(Dataset entries)
= = =
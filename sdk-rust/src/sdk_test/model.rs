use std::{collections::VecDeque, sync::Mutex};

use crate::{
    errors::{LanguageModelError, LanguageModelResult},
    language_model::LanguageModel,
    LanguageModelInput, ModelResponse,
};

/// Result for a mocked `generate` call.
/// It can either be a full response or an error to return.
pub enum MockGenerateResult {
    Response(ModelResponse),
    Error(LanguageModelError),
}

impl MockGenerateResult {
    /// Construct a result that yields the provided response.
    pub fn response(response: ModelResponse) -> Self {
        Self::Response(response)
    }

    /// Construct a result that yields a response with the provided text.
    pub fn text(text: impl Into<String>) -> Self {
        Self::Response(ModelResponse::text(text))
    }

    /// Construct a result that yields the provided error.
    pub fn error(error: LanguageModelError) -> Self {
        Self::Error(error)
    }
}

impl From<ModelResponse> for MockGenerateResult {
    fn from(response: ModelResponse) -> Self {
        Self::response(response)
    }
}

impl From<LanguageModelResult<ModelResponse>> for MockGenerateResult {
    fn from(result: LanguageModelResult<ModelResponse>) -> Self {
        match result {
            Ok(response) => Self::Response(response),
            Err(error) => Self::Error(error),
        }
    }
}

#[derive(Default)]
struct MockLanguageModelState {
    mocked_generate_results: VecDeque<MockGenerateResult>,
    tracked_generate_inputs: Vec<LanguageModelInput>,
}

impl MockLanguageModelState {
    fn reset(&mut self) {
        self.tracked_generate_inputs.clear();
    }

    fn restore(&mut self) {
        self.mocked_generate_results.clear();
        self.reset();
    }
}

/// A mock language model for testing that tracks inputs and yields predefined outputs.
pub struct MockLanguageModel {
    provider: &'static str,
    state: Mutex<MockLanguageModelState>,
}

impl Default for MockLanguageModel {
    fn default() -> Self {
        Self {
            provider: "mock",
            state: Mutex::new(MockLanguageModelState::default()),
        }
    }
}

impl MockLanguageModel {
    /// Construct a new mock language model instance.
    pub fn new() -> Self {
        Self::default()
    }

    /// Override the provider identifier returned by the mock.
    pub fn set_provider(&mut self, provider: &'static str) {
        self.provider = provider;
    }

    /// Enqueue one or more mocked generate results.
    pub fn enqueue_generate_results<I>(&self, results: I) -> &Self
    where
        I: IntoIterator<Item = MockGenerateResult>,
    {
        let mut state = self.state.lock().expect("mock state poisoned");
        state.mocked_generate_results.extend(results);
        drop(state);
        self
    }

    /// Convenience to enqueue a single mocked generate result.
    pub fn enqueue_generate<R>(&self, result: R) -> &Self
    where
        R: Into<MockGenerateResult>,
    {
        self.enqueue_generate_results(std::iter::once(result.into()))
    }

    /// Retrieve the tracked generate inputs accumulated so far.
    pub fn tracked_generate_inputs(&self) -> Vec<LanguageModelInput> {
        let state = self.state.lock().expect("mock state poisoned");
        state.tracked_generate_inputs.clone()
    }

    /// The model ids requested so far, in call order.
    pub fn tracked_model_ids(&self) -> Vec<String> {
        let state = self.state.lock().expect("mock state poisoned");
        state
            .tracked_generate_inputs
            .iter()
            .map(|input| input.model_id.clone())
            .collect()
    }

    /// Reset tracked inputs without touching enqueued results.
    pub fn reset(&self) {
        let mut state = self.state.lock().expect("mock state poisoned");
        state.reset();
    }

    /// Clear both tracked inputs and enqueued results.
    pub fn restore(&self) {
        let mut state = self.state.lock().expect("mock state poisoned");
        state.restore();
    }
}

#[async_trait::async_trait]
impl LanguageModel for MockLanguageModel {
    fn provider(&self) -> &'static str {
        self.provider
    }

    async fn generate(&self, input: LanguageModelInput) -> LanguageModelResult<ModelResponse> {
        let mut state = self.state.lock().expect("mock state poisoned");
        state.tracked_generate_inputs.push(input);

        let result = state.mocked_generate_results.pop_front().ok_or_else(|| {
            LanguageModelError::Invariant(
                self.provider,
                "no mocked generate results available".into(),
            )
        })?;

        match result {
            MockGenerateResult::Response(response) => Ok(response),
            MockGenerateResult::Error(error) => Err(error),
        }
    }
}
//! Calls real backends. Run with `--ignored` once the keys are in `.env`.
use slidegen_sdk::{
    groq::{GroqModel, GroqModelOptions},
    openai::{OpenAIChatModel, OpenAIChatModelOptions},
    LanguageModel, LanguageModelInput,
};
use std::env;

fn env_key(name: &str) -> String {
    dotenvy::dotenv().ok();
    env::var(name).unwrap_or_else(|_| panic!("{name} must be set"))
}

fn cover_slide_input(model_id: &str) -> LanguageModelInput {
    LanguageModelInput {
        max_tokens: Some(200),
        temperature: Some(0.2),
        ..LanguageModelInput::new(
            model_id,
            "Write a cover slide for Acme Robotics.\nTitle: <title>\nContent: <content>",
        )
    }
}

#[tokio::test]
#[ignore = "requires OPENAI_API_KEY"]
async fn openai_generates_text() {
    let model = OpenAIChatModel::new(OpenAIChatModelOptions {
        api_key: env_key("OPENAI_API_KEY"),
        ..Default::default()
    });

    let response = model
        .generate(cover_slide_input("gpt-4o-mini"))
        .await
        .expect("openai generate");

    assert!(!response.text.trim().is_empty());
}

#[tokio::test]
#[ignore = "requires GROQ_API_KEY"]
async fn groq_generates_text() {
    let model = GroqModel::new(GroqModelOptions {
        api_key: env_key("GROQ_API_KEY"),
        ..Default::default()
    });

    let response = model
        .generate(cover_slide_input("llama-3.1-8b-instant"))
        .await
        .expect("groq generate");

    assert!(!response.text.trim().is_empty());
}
= = =
Work to complete:
Your task is to copy each line of the entries that includes the word "restore".

Response for this exercise:
    fn restore(&mut self) {
    pub fn restore(&self) {
        state.restore();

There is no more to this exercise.